The cost of living in a nursing home is high and rising. In 2013, a private room averaged $1,995 per month, or more than $23,000 annually; if you are in a larger city such as Ontario, you can expect to pay a minimum of  $1,819.53 per month (for basic accommodation), or close to $22,000 annually (based on rates as of July 2017). The current ceiling cost for a private bed in a newer long-term care home is $2,599.11 per month or close to $32,000.00 per year. Pair the cost with the fact that seniors now outnumber children, and the reality is that demand increasing at a much larger rate than supply.
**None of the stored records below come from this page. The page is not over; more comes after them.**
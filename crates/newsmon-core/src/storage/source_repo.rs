use chrono::{DateTime, Utc};
use serde_json::Map;
use sqlx::FromRow;

use super::Database;
use crate::model::{NewSource, Source, SourcePatch};
use crate::{Error, Result};

/// Repository for source CRUD operations
pub struct SourceRepository<'a> {
    db: &'a Database,
}

#[derive(FromRow)]
struct SourceRow {
    id: i64,
    name: String,
    #[sqlx(rename = "type")]
    kind: String,
    url: String,
    enabled: i32,
    config: String,
    last_fetched: Option<DateTime<Utc>>,
    created_at: DateTime<Utc>,
}

impl From<SourceRow> for Source {
    fn from(row: SourceRow) -> Self {
        let config = serde_json::from_str::<Map<_, _>>(&row.config).unwrap_or_default();
        Source {
            id: row.id,
            name: row.name,
            kind: row.kind,
            url: row.url,
            enabled: row.enabled != 0,
            config,
            last_fetched: row.last_fetched,
            created_at: row.created_at,
        }
    }
}

const SELECT_COLUMNS: &str =
    "SELECT id, name, type, url, enabled, config, last_fetched, created_at FROM sources";

impl<'a> SourceRepository<'a> {
    pub fn new(db: &'a Database) -> Self {
        Self { db }
    }

    pub async fn create(&self, new_source: &NewSource) -> Result<Source> {
        let config = serde_json::to_string(&new_source.config)?;
        let now = Utc::now();

        let result = sqlx::query(
            r#"
            INSERT INTO sources (name, type, url, enabled, config, created_at)
            VALUES (?, ?, ?, ?, ?, ?)
            "#,
        )
        .bind(&new_source.name)
        .bind(&new_source.kind)
        .bind(&new_source.url)
        .bind(new_source.enabled as i64)
        .bind(&config)
        .bind(now)
        .execute(self.db.pool())
        .await?;

        let id = result.last_insert_rowid();
        self.find_by_id(id)
            .await?
            .ok_or(Error::SourceNotFound(id))
    }

    pub async fn find_by_id(&self, id: i64) -> Result<Option<Source>> {
        let sql = format!("{SELECT_COLUMNS} WHERE id = ?");
        let row: Option<SourceRow> = sqlx::query_as(&sql)
            .bind(id)
            .fetch_optional(self.db.pool())
            .await?;

        Ok(row.map(Source::from))
    }

    /// List sources ordered by name; optionally only the enabled ones
    pub async fn list(&self, enabled_only: bool) -> Result<Vec<Source>> {
        let sql = if enabled_only {
            format!("{SELECT_COLUMNS} WHERE enabled = 1 ORDER BY name ASC")
        } else {
            format!("{SELECT_COLUMNS} ORDER BY name ASC")
        };

        let rows: Vec<SourceRow> = sqlx::query_as(&sql).fetch_all(self.db.pool()).await?;
        Ok(rows.into_iter().map(Source::from).collect())
    }

    /// Apply a partial field patch
    pub async fn update(&self, id: i64, patch: &SourcePatch) -> Result<Source> {
        let mut clauses = Vec::new();
        let mut string_binds: Vec<String> = Vec::new();

        if let Some(ref name) = patch.name {
            clauses.push("name = ?");
            string_binds.push(name.clone());
        }
        if let Some(ref url) = patch.url {
            clauses.push("url = ?");
            string_binds.push(url.clone());
        }
        if let Some(ref config) = patch.config {
            clauses.push("config = ?");
            string_binds.push(serde_json::to_string(config)?);
        }

        if !clauses.is_empty() || patch.enabled.is_some() {
            let mut set_clauses = clauses.join(", ");
            if patch.enabled.is_some() {
                if !set_clauses.is_empty() {
                    set_clauses.push_str(", ");
                }
                set_clauses.push_str("enabled = ?");
            }

            let sql = format!("UPDATE sources SET {set_clauses} WHERE id = ?");
            let mut query = sqlx::query(&sql);
            for value in &string_binds {
                query = query.bind(value);
            }
            if let Some(enabled) = patch.enabled {
                query = query.bind(enabled as i64);
            }
            query.bind(id).execute(self.db.pool()).await?;
        }

        self.find_by_id(id).await?.ok_or(Error::SourceNotFound(id))
    }

    pub async fn delete(&self, id: i64) -> Result<()> {
        sqlx::query("DELETE FROM sources WHERE id = ?")
            .bind(id)
            .execute(self.db.pool())
            .await?;
        Ok(())
    }

    /// Stamp `last_fetched` with the current time. Called exactly once per
    /// completed collection attempt on a source.
    pub async fn touch_last_fetched(&self, id: i64) -> Result<()> {
        sqlx::query("UPDATE sources SET last_fetched = ? WHERE id = ?")
            .bind(Utc::now())
            .bind(id)
            .execute(self.db.pool())
            .await?;
        Ok(())
    }
}
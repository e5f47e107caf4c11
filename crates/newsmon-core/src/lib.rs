pub mod ai;
pub mod collect;
pub mod config;
pub mod error;
pub mod export;
pub mod model;
pub mod scheduler;
pub mod storage;

pub use config::AppConfig;
pub use error::{Error, Result};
With some seniors remaining on waiting lists for years or more, the option to age in place becomes one that should be seriously considered in order to provide seniors with the immediate care they need.

Retained Independence


Staying independent is a big motivator for many seniors who wish to age in place. A senior who is accustomed to following her own schedule may experience significant emotional blowback when forced into the regimented meal times and social activities of a care facility. Maintaining a sense of autonomy can keep the elderly active and energized well into their twilight years.

A Familiar Environment


Seniors who have to move into a care facility must part with most of their possessions in order to adapt to a smaller living space. This can be upsetting for older people who have spent many years in their home, and may disorient seniors experiencing cognitive decline.

Community Connections


One of the greatest benefits of aging in place is being able to stay in a beloved community. Social isolation is one of the biggest threats to senior well-being, and has been correlated with  depression, cognitive decline, and repeated hospitalizations. When senior citizens age within their community, they retain access to existing social networks and support systems.
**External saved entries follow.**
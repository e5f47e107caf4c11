use chrono::Utc;
use reqwest::Client;
use scraper::{ElementRef, Html, Selector};
use serde_json::{Map, Value};
use url::Url;

use super::normalize::truncate_chars;
use super::{http_client, Collector};
use crate::config::AppConfig;
use crate::model::{RawArticle, Source};
use crate::{Error, Result};

const MAX_CONTAINERS: usize = 30;
const MAX_DESCRIPTION_CHARS: usize = 500;

const DEFAULT_CONTAINER: &str = "article";
const DEFAULT_TITLE: &str = "h2 a, h3 a, .title a";
const DEFAULT_DESCRIPTION: &str = "p, .summary, .excerpt";
const DEFAULT_LINK: &str = "a";
/// Tried when the configured container selector matches nothing
const FALLBACK_CONTAINERS: &str = "article, .post, .entry, .item";

/// CSS selectors controlling page extraction, parsed once from the
/// source's opaque config map. The raw map never travels deeper than this.
pub struct ScrapeSelectors {
    container: Selector,
    title: Selector,
    description: Selector,
    link: Selector,
}

impl ScrapeSelectors {
    pub fn from_config(config: &Map<String, Value>) -> Result<Self> {
        let selectors = config
            .get("selectors")
            .and_then(|v| v.as_object())
            .cloned()
            .unwrap_or_default();

        let pick = |key: &str, default: &str| -> Result<Selector> {
            let raw = selectors
                .get(key)
                .and_then(|v| v.as_str())
                .unwrap_or(default);
            Selector::parse(raw).map_err(|e| Error::Selector(format!("{key}: {e}")))
        };

        Ok(Self {
            container: pick("article", DEFAULT_CONTAINER)?,
            title: pick("title", DEFAULT_TITLE)?,
            description: pick("description", DEFAULT_DESCRIPTION)?,
            link: pick("link", DEFAULT_LINK)?,
        })
    }
}

impl Default for ScrapeSelectors {
    fn default() -> Self {
        Self::from_config(&Map::new()).expect("default selectors are valid")
    }
}

/// Collector that extracts article listings from generic web pages
pub struct ScrapeCollector {
    client: Client,
}

impl ScrapeCollector {
    pub fn new(config: &AppConfig) -> Result<Self> {
        let client = http_client(
            config.http.request_timeout_secs,
            &config.http.scrape_user_agent,
        )?;
        Ok(Self { client })
    }
}

#[async_trait::async_trait]
impl Collector for ScrapeCollector {
    async fn collect(&self, source: &Source) -> Result<Vec<RawArticle>> {
        let selectors = match ScrapeSelectors::from_config(&source.config) {
            Ok(selectors) => selectors,
            Err(e) => {
                tracing::error!("Bad selector config for '{}': {}", source.name, e);
                return Ok(Vec::new());
            }
        };

        let response = match self.client.get(&source.url).send().await {
            Ok(response) => response,
            Err(e) => {
                tracing::error!("Scrape fetch failed for '{}': {}", source.name, e);
                return Ok(Vec::new());
            }
        };

        let status = response.status();
        if !status.is_success() {
            tracing::error!("Scrape fetch failed for '{}': HTTP {}", source.name, status);
            return Ok(Vec::new());
        }

        let html = match response.text().await {
            Ok(html) => html,
            Err(e) => {
                tracing::error!("Scrape body read failed for '{}': {}", source.name, e);
                return Ok(Vec::new());
            }
        };

        let articles = extract_articles(&html, &source.url, &selectors);
        tracing::info!("Scraped {} articles from '{}'", articles.len(), source.name);
        Ok(articles)
    }
}

/// Extract article records from a page.
///
/// Containers come from the configured selector, falling back to a set of
/// common patterns when it matches nothing; capped at [`MAX_CONTAINERS`].
/// Items missing a title or link are skipped. The page carries no reliable
/// per-item timestamp, so `published_date` is the collection time.
pub fn extract_articles(html: &str, base_url: &str, selectors: &ScrapeSelectors) -> Vec<RawArticle> {
    let document = Html::parse_document(html);

    let mut containers: Vec<ElementRef> = document
        .select(&selectors.container)
        .take(MAX_CONTAINERS)
        .collect();

    if containers.is_empty() {
        let fallback =
            Selector::parse(FALLBACK_CONTAINERS).expect("fallback container selector is valid");
        containers = document.select(&fallback).take(MAX_CONTAINERS).collect();
    }

    let any_anchor = Selector::parse("a").expect("anchor selector is valid");
    let collected_at = Utc::now().to_rfc3339();

    containers
        .into_iter()
        .filter_map(|container| {
            let title_el = container.select(&selectors.title).next();
            let title = title_el
                .map(|el| element_text(&el))
                .unwrap_or_default();

            let link_el = container
                .select(&selectors.link)
                .next()
                .or_else(|| container.select(&any_anchor).next());
            let link = link_el
                .and_then(|el| el.value().attr("href"))
                .unwrap_or_default();

            if title.is_empty() || link.is_empty() {
                return None;
            }

            let url = resolve_link(link, base_url)?;

            let description = container
                .select(&selectors.description)
                .next()
                .map(|el| truncate_chars(&element_text(&el), MAX_DESCRIPTION_CHARS).to_string())
                .unwrap_or_default();

            Some(RawArticle {
                title,
                description,
                content: String::new(),
                author: String::new(),
                url,
                published_date: collected_at.clone(),
                category: String::new(),
            })
        })
        .collect()
}

fn element_text(el: &ElementRef) -> String {
    el.text().collect::<String>().trim().to_string()
}

/// Resolve a possibly relative href against the page url
fn resolve_link(link: &str, base_url: &str) -> Option<String> {
    if link.starts_with("http") {
        return Some(link.to_string());
    }
    let base = Url::parse(base_url).ok()?;
    base.join(link).ok().map(|u| u.to_string())
}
Aging at home also means that seniors are free to have visitors at their own discretion. Care facilities, on the other hand, often limit the hours that residents can have visitors as well as how long visitors can stay.

Cherished Companions


Pets offer valuable companionship to seniors, especially those who live alone, as they help keep them active and can even reduce depression. While some assisted living and continuing care retirement communities may allow small pets, most nursing homes do not. Having to part with a cherished pet can be emotionally devastating for older people and contribute to isolation and depression.

Reduced Illness Risk


Care facilities inevitably expose seniors to germs and illnesses not encountered at home. And since immune systems weaken with age, the elderly are more likely to face permanent disability or death from an infection or illness. While care facilities have on-site staff to deal with sickness, staff members may not necessarily be licensed nurses, and low staffing levels can lead to inadequate care. When a senior ages in place, home health aides can be brought into the home to provide one-on-one assistance in times of illness or disability.


While aging comes with a number of challenges, losing independence doesn’t have to be one of them. Many nursing home residents could be aging in place if only they had adequate supports at home and in the community. With proper planning, an accessible home, and health and social support networks, seniors can stay safe and comfortable in their homes longer than ever.

Post submitted by: Marie Villeza, Elderimpact.org
Marie Villeza is passionate about connecting seniors with the resources they need to live happy, healthy lives. So she developed ElderImpact to provide seniors and their caregivers with resources and advice.